Saved entries:
= = = = = = =

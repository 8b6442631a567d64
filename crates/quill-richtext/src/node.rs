//! Rich-text document model.
//!
//! A CMS rich-text document is a JSON tree where every node has a `type` tag
//! and optional `attrs`, `content`, `text` and `marks` fields. [`RichTextNode`]
//! classifies each node into one of a few shapes so that consumers can match
//! exhaustively instead of probing optional fields:
//!
//! | JSON shape                          | Variant                          |
//! |-------------------------------------|----------------------------------|
//! | `type = "code_block"`               | [`RichTextNode::CodeBlock`]      |
//! | `type = "html"`, `text`, nothing else | [`RichTextNode::Html`]         |
//! | has `content`                       | [`RichTextNode::Container`]      |
//! | has `text`                          | [`RichTextNode::Leaf`]           |
//! | anything else                       | [`RichTextNode::Opaque`]         |
//!
//! Serialization goes back through the same wire shape, so fields Quill does
//! not interpret (unknown keys, non-string attribute values, explicit `null`s,
//! extra mark fields) survive a parse/serialize cycle untouched. A field
//! present as `null` counts as absent for classification and is kept in
//! `extra`.

use serde::{Deserialize, Deserializer, Serialize};
use serde_json::{Map, Value};

use crate::consts::{CODE_BLOCK_TYPE, HTML_TYPE, LANGUAGE_CLASS_PREFIX, TEXT_TYPE};

/// Node attributes (`attrs` on the wire).
pub type Attrs = Map<String, Value>;

/// Distinguish a missing field (`None`) from an explicit `null` (`Some(None)`).
///
/// Used with `#[serde(default)]`, which covers the missing case.
fn nullable<'de, D, T>(deserializer: D) -> Result<Option<Option<T>>, D::Error>
where
    D: Deserializer<'de>,
    T: Deserialize<'de>,
{
    Option::<T>::deserialize(deserializer).map(Some)
}

/// Take a wire field, recording an explicit `null` in `extra`.
fn take_field<T>(field: Option<Option<T>>, name: &str, extra: &mut Map<String, Value>) -> Option<T> {
    match field {
        Some(Some(value)) => Some(value),
        Some(None) => {
            extra.insert(name.to_owned(), Value::Null);
            None
        }
        None => None,
    }
}

/// Inline formatting applied to a text node (`bold`, `link`, ...).
#[derive(Clone, Debug, PartialEq, Serialize, Deserialize)]
#[serde(from = "RawMark", into = "RawMark")]
pub struct Mark {
    /// Mark kind (`type` on the wire).
    pub kind: String,
    /// Mark attributes (e.g. `href` and `target` for links).
    pub attrs: Option<Attrs>,
    /// Any other field present on the wire.
    pub extra: Map<String, Value>,
}

impl Mark {
    /// Mark of the given kind without attributes.
    pub fn new(kind: impl Into<String>) -> Self {
        Self {
            kind: kind.into(),
            attrs: None,
            extra: Map::new(),
        }
    }

    /// String attribute lookup.
    pub fn attr_str(&self, key: &str) -> Option<&str> {
        self.attrs.as_ref()?.get(key)?.as_str()
    }
}

#[derive(Serialize, Deserialize)]
struct RawMark {
    #[serde(rename = "type")]
    kind: String,
    #[serde(default, deserialize_with = "nullable", skip_serializing_if = "Option::is_none")]
    attrs: Option<Option<Attrs>>,
    #[serde(flatten)]
    extra: Map<String, Value>,
}

impl From<RawMark> for Mark {
    fn from(raw: RawMark) -> Self {
        let mut extra = raw.extra;
        let attrs = take_field(raw.attrs, "attrs", &mut extra);
        Self {
            kind: raw.kind,
            attrs,
            extra,
        }
    }
}

impl From<Mark> for RawMark {
    fn from(mark: Mark) -> Self {
        Self {
            kind: mark.kind,
            attrs: mark.attrs.map(Some),
            extra: mark.extra,
        }
    }
}

/// Fields shared by every non-synthetic node.
#[derive(Clone, Debug, Default, PartialEq)]
pub struct NodeMeta {
    /// Node kind (`type` on the wire).
    pub kind: String,
    /// Node attributes.
    pub attrs: Option<Attrs>,
    /// Inline marks (text nodes only, in practice).
    pub marks: Option<Vec<Mark>>,
    /// Any other field present on the wire.
    pub extra: Map<String, Value>,
}

impl NodeMeta {
    /// Metadata with only a kind set.
    pub fn new(kind: impl Into<String>) -> Self {
        Self {
            kind: kind.into(),
            ..Self::default()
        }
    }

    /// String attribute lookup.
    pub fn attr_str(&self, key: &str) -> Option<&str> {
        self.attrs.as_ref()?.get(key)?.as_str()
    }

    /// Integer attribute lookup.
    pub fn attr_u64(&self, key: &str) -> Option<u64> {
        self.attrs.as_ref()?.get(key)?.as_u64()
    }

    /// Language declared by a code block's `class` attribute.
    ///
    /// `language-rust` yields `rust`; a class without the prefix is used as
    /// is. Missing, non-string or empty classes yield `None`.
    pub fn code_language(&self) -> Option<&str> {
        self.attr_str("class")
            .map(|class| class.strip_prefix(LANGUAGE_CLASS_PREFIX).unwrap_or(class))
            .filter(|lang| !lang.is_empty())
    }
}

/// One node of a rich-text tree.
#[derive(Clone, Debug, PartialEq, Serialize, Deserialize)]
#[serde(from = "RawNode", into = "RawNode")]
pub enum RichTextNode {
    /// Node with ordered children (`doc`, `paragraph`, lists, ...).
    Container {
        meta: NodeMeta,
        content: Vec<RichTextNode>,
    },
    /// Text-bearing node without children.
    Leaf { meta: NodeMeta, text: String },
    /// Fenced source code; `content` holds text lines.
    CodeBlock {
        meta: NodeMeta,
        content: Option<Vec<RichTextNode>>,
    },
    /// Pre-rendered markup, emitted verbatim by renderers.
    Html { html: String },
    /// Node with neither children nor text (`horizontal_rule`, `image`, ...).
    Opaque { meta: NodeMeta },
}

impl RichTextNode {
    /// Plain text leaf.
    pub fn text(text: impl Into<String>) -> Self {
        Self::Leaf {
            meta: NodeMeta::new(TEXT_TYPE),
            text: text.into(),
        }
    }

    /// Container of the given kind.
    pub fn container(kind: impl Into<String>, content: Vec<RichTextNode>) -> Self {
        Self::Container {
            meta: NodeMeta::new(kind),
            content,
        }
    }

    /// Code block tagged `language-{language}` holding one text line per entry.
    pub fn code_block(language: &str, lines: &[&str]) -> Self {
        let mut attrs = Attrs::new();
        attrs.insert(
            "class".to_owned(),
            Value::String(format!("{LANGUAGE_CLASS_PREFIX}{language}")),
        );
        Self::CodeBlock {
            meta: NodeMeta {
                attrs: Some(attrs),
                ..NodeMeta::new(CODE_BLOCK_TYPE)
            },
            content: Some(lines.iter().map(|line| Self::text(*line)).collect()),
        }
    }

    /// Synthetic node carrying pre-rendered markup.
    pub fn html(html: impl Into<String>) -> Self {
        Self::Html { html: html.into() }
    }

    /// Node kind as it appears on the wire.
    pub fn kind(&self) -> &str {
        match self {
            Self::Container { meta, .. }
            | Self::Leaf { meta, .. }
            | Self::CodeBlock { meta, .. }
            | Self::Opaque { meta } => &meta.kind,
            Self::Html { .. } => HTML_TYPE,
        }
    }

    /// Metadata, absent for synthetic html nodes.
    pub fn meta(&self) -> Option<&NodeMeta> {
        match self {
            Self::Container { meta, .. }
            | Self::Leaf { meta, .. }
            | Self::CodeBlock { meta, .. }
            | Self::Opaque { meta } => Some(meta),
            Self::Html { .. } => None,
        }
    }

    /// Children, if this node has any.
    pub fn content(&self) -> Option<&[RichTextNode]> {
        match self {
            Self::Container { content, .. } => Some(content),
            Self::CodeBlock { content, .. } => content.as_deref(),
            Self::Leaf { .. } | Self::Html { .. } | Self::Opaque { .. } => None,
        }
    }

    /// Text payload of leaves and html nodes.
    pub fn text_content(&self) -> Option<&str> {
        match self {
            Self::Leaf { text, .. } => Some(text),
            Self::Html { html } => Some(html),
            Self::Container { .. } | Self::CodeBlock { .. } | Self::Opaque { .. } => None,
        }
    }

    /// The `text` field as it appears on the wire, whatever the variant.
    ///
    /// Unlike [`text_content`](Self::text_content) this also finds text
    /// carried by a node that has `content` as well.
    pub fn wire_text(&self) -> Option<&str> {
        match self {
            Self::Leaf { text, .. } => Some(text),
            Self::Html { html } => Some(html),
            Self::Container { meta, .. } | Self::CodeBlock { meta, .. } | Self::Opaque { meta } => {
                meta.extra.get("text")?.as_str()
            }
        }
    }

    /// Number of code blocks in this subtree.
    pub fn code_block_count(&self) -> usize {
        match self {
            Self::CodeBlock { .. } => 1,
            Self::Container { content, .. } => content.iter().map(Self::code_block_count).sum(),
            Self::Leaf { .. } | Self::Html { .. } | Self::Opaque { .. } => 0,
        }
    }
}

/// Source of a code block: the wire `text` of each line joined by newlines.
///
/// Lines without text count as empty; absent content is an empty source.
pub(crate) fn code_source(content: Option<&[RichTextNode]>) -> String {
    content
        .map(|lines| {
            lines
                .iter()
                .map(|line| line.wire_text().unwrap_or_default())
                .collect::<Vec<_>>()
                .join("\n")
        })
        .unwrap_or_default()
}

/// Wire form of a node, shared by serialization and deserialization.
#[derive(Serialize, Deserialize)]
struct RawNode {
    #[serde(rename = "type")]
    kind: String,
    #[serde(default, deserialize_with = "nullable", skip_serializing_if = "Option::is_none")]
    attrs: Option<Option<Attrs>>,
    #[serde(default, deserialize_with = "nullable", skip_serializing_if = "Option::is_none")]
    content: Option<Option<Vec<RichTextNode>>>,
    #[serde(default, deserialize_with = "nullable", skip_serializing_if = "Option::is_none")]
    text: Option<Option<String>>,
    #[serde(default, deserialize_with = "nullable", skip_serializing_if = "Option::is_none")]
    marks: Option<Option<Vec<Mark>>>,
    #[serde(flatten)]
    extra: Map<String, Value>,
}

impl From<RawNode> for RichTextNode {
    fn from(raw: RawNode) -> Self {
        let mut extra = raw.extra;
        let kind = raw.kind;
        let attrs = take_field(raw.attrs, "attrs", &mut extra);
        let content = take_field(raw.content, "content", &mut extra);
        let text = take_field(raw.text, "text", &mut extra);
        let marks = take_field(raw.marks, "marks", &mut extra);

        let is_bare = attrs.is_none() && content.is_none() && marks.is_none() && extra.is_empty();
        if kind == HTML_TYPE
            && is_bare
            && let Some(html) = text
        {
            return Self::Html { html };
        }

        let stash_text = |extra: &mut Map<String, Value>, text: Option<String>| {
            if let Some(text) = text {
                extra.insert("text".to_owned(), Value::String(text));
            }
        };

        if kind == CODE_BLOCK_TYPE {
            stash_text(&mut extra, text);
            let meta = NodeMeta {
                kind,
                attrs,
                marks,
                extra,
            };
            return Self::CodeBlock { meta, content };
        }

        match (content, text) {
            (Some(content), text) => {
                stash_text(&mut extra, text);
                Self::Container {
                    meta: NodeMeta {
                        kind,
                        attrs,
                        marks,
                        extra,
                    },
                    content,
                }
            }
            (None, Some(text)) => Self::Leaf {
                meta: NodeMeta {
                    kind,
                    attrs,
                    marks,
                    extra,
                },
                text,
            },
            (None, None) => Self::Opaque {
                meta: NodeMeta {
                    kind,
                    attrs,
                    marks,
                    extra,
                },
            },
        }
    }
}

impl From<RichTextNode> for RawNode {
    fn from(node: RichTextNode) -> Self {
        let raw = |meta: NodeMeta, content: Option<Vec<RichTextNode>>, text: Option<String>| {
            let NodeMeta {
                kind,
                attrs,
                marks,
                mut extra,
            } = meta;
            // Text stashed for a node that also had content goes back to its own
            // field; an explicit null stays in extra
            let text = text.or_else(|| match extra.remove("text") {
                Some(Value::String(text)) => Some(text),
                Some(other) => {
                    extra.insert("text".to_owned(), other);
                    None
                }
                None => None,
            });
            RawNode {
                kind,
                attrs: attrs.map(Some),
                content: content.map(Some),
                text: text.map(Some),
                marks: marks.map(Some),
                extra,
            }
        };

        match node {
            RichTextNode::Container { meta, content } => raw(meta, Some(content), None),
            RichTextNode::Leaf { meta, text } => raw(meta, None, Some(text)),
            RichTextNode::CodeBlock { meta, content } => raw(meta, content, None),
            RichTextNode::Opaque { meta } => raw(meta, None, None),
            RichTextNode::Html { html } => RawNode {
                kind: HTML_TYPE.to_owned(),
                attrs: None,
                content: None,
                text: Some(Some(html)),
                marks: None,
                extra: Map::new(),
            },
        }
    }
}

/// Error reading or writing a rich-text document.
#[derive(Debug, thiserror::Error)]
pub enum DocumentError {
    /// The input is not a valid rich-text JSON document.
    #[error("invalid rich-text document: {0}")]
    Json(#[from] serde_json::Error),
}

/// Parse a rich-text document from JSON.
///
/// A JSON `null` is an absent document and parses to `None`.
pub fn parse_document(json: &str) -> Result<Option<RichTextNode>, DocumentError> {
    Ok(serde_json::from_str(json)?)
}

/// Serialize a (possibly absent) rich-text document to pretty-printed JSON.
pub fn document_to_json(node: Option<&RichTextNode>) -> Result<String, DocumentError> {
    Ok(serde_json::to_string_pretty(&node)?)
}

= = = = = = =

## How to complete this task
Every line of the records in which the string "RawNode" is found should be counted, and only the count returned.

## Written solution
7